The company registered an adjusted Ebitda of €14.8m in the quarter, steady compared with the same period last year. Adjusted Ebitda margins fell to 13.1%, reflecting the “extraordinary situation caused by the current economic context.”
Adjusted net profit reached €5.3m in the quarter, down from €7.5m in the same period of 2019.
SWEDEN: National operator SJ’s sales plummeted during the last two weeks of the quarter, resulting in a negative operating profit of SKr -72m ($US -7.3m) despite a strong start to the quarter.
Up until mid-March, SJ recorded some of its strongest weeks ever. Passenger numbers over January and February were up by 9% compared with the same period last year. However, measures introduced to control the spread of coronavirus saw travel “collapse,” resulting in an overall decrease of -4%.
“In an extremely short time, we have lost most of our ticket revenue,” says SJ CEO, Ms Madeleine Raukas. “Since mid-March, SJ’s management and board have been fully focused on the rapid event development and based on a number of possible scenarios have developed action plans and decided on measures to adapt the business to the current market situation.”
Net sales over the quarter amounted to SKr 1.9bn, down from Krona 2bn in 2019. Profit for the quarter amounted to SKr 101m, down from Krona 105m.
GERMANY: Orders received by Vossloh increased to €291.9m in the first quarter of 2020, compared with €252.5m in the same period last year. Sales were €182.9m, up from €177.5m in 2019, taking into account the sale of Vossloh’s business in the United States.
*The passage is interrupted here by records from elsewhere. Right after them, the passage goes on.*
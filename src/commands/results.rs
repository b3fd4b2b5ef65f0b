//! Results Commands
//!
//! Commands behind the results view: reading the active analysis
//! result and ending the session when the user navigates away.

use tauri::State;

use crate::models::feedback::AnalysisResult;
use crate::models::response::CommandResponse;
use crate::state::AppState;

/// Get the active analysis result for the results view
#[tauri::command]
pub async fn get_analysis_result(
    state: State<'_, AppState>,
) -> Result<CommandResponse<AnalysisResult>, String> {
    match state.sessions().result().await {
        Some(result) => Ok(CommandResponse::ok(result)),
        None => Ok(CommandResponse::err("No analysis result available")),
    }
}

/// End the result session when leaving the results view. The upload
/// form reopens with its previous file selection intact.
#[tauri::command]
pub async fn clear_analysis_result(
    state: State<'_, AppState>,
) -> Result<CommandResponse<()>, String> {
    state.sessions().clear().await;
    state.upload().write().await.reopen();
    Ok(CommandResponse::ok(()))
}
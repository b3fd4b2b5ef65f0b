//! Chat Commands
//!
//! Commands behind the clarification chat on the results view.

use std::time::Duration;

use tauri::State;

use crate::models::feedback::ChatMessage;
use crate::models::response::CommandResponse;
use crate::services::parser::extract_essay_text;
use crate::state::AppState;

/// Assistant entry appended when the chat request fails for any reason
pub const CHAT_FALLBACK_REPLY: &str =
    "Sorry, I couldn't process your question right now. Please try again.";

/// Send a clarification question about the active analysis result.
///
/// The user entry is appended to the history immediately. The request
/// carries the raw feedback, the history so far, and an essay text
/// when one can be extracted from the feedback payload. Any failure
/// (transport, non-OK status, server-reported) appends a fixed
/// apologetic assistant entry instead of surfacing an error.
#[tauri::command]
pub async fn send_chat_message(
    state: State<'_, AppState>,
    message: String,
) -> Result<CommandResponse<Vec<ChatMessage>>, String> {
    let message = message.trim().to_string();
    if message.is_empty() {
        return Ok(CommandResponse::err("Message must not be empty"));
    }

    let Some(result) = state.sessions().result().await else {
        return Ok(CommandResponse::err("No analysis session is active"));
    };
    let config = match state.get_config().await {
        Ok(config) => config,
        Err(e) => return Ok(CommandResponse::err(e.to_string())),
    };

    // History before this message; the new question rides in `message`
    let history = state.sessions().history().await;
    state.sessions().push_user_message(&message).await;

    let essay_text = extract_essay_text(&result.feedback);
    let reply = state
        .grading()
        .chat(
            &config.chat_url,
            &message,
            &result.feedback,
            &history,
            essay_text.as_deref(),
            Duration::from_secs(config.request_timeout_secs),
        )
        .await;

    let reply = match reply {
        Ok(reply) => reply,
        Err(e) => {
            tracing::warn!("chat request failed: {}", e);
            CHAT_FALLBACK_REPLY.to_string()
        }
    };

    // Dropped silently if the session was cleared while waiting
    state.sessions().push_assistant_message(reply).await;

    Ok(CommandResponse::ok(state.sessions().history().await))
}

/// Get the chat history of the active session
#[tauri::command]
pub async fn get_chat_history(
    state: State<'_, AppState>,
) -> Result<CommandResponse<Vec<ChatMessage>>, String> {
    if !state.sessions().is_active().await {
        return Ok(CommandResponse::err("No analysis session is active"));
    }
    Ok(CommandResponse::ok(state.sessions().history().await))
}
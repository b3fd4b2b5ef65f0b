//! Response Types
//!
//! Standard response types for all Tauri commands.

use serde::{Deserialize, Serialize};

/// Generic command response for all Tauri commands
#[derive(Debug, Clone, Serialize, Deserialize)]
pub struct CommandResponse<T> {
    pub success: bool,
    pub data: Option<T>,
    pub error: Option<String>,
}

impl<T> CommandResponse<T> {
    /// Create a successful response with data
    pub fn ok(data: T) -> Self {
        Self {
            success: true,
            data: Some(data),
            error: None,
        }
    }

    /// Create an error response with message
    pub fn err(message: impl Into<String>) -> Self {
        Self {
            success: false,
            data: None,
            error: Some(message.into()),
        }
    }
}

impl<T> From<Result<T, crate::utils::error::AppError>> for CommandResponse<T> {
    fn from(result: Result<T, crate::utils::error::AppError>) -> Self {
        match result {
            Ok(data) => Self::ok(data),
            Err(e) => Self::err(e.to_string()),
        }
    }
}

/// Health check response
#[derive(Debug, Clone, Serialize, Deserialize)]
pub struct HealthResponse {
    pub status: String,
    pub version: String,
    pub service: String,
    pub config: bool,
}

impl Default for HealthResponse {
    fn default() -> Self {
        Self {
            status: "healthy".to_string(),
            version: env!("CARGO_PKG_VERSION").to_string(),
            service: "rubricxpert-desktop".to_string(),
            config: false,
        }
    }
}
The book-to-bill ratio increased to 1.6 in the quarter. Ebit improved significantly to €16.5m after a negative Ebit of -€0.6m in same the period in 2019. This was due to operating improvements, along with a €15.6m gain recognised in profit and loss resulting from a business combination achieved in stages of a joint venture in China.
The Ebit margin increased to 9%, up from 0.3%. Ebitda increased to €28.8m, up from €12.2m.
BELGIUM: Passenger operator Belgian National Railways (SNCB) recorded a 2% increase in operating income to €2.61bn in 2019. Operating expenses amounted to €2.53bn, including the costs associated with a restructuring of the company and the migration of its IT systems.
Recurring Ebitda reached €85.3m due to a 3.9% increase in passenger numbers, while the average unit revenue per passenger increased by 1.5%. The positive operational result allowed SNCB to reduce economic debt by €89.6m to €2.286bn.
Customer satisfaction increased by 11% to 67%, while punctuality reached 90.4%, an increase of more than 3% compared to 2018 and the best result since 2015.
INTERNATIONAL: Akiem Group has acquired Macquarie European Rail’s (MER) rolling stock leasing business.
The transaction involves 137 locomotives operated by 21 freight and passenger operators in Europe as well as 30 EMUs leased to Britain's Greater Anglia franchise, 16 DMUs leased to a Dutch operator, and 110 wagons.
“We are very proud to have finalised the acquisition of Macquarie European Rail,” says Akiem Group CEO, Mr Fabien Rochefort. “Our group is all systems go to serve rail freight operators throughout Europe who were assuring the transport of around 70% of volumes before the Covid-19 crisis.
"We firmly believe that rail is the sustainable means of transport that our society needs. We have shared this belief with our financial partners who, despite the unprecedented health situation, have backed us in financing this deal.”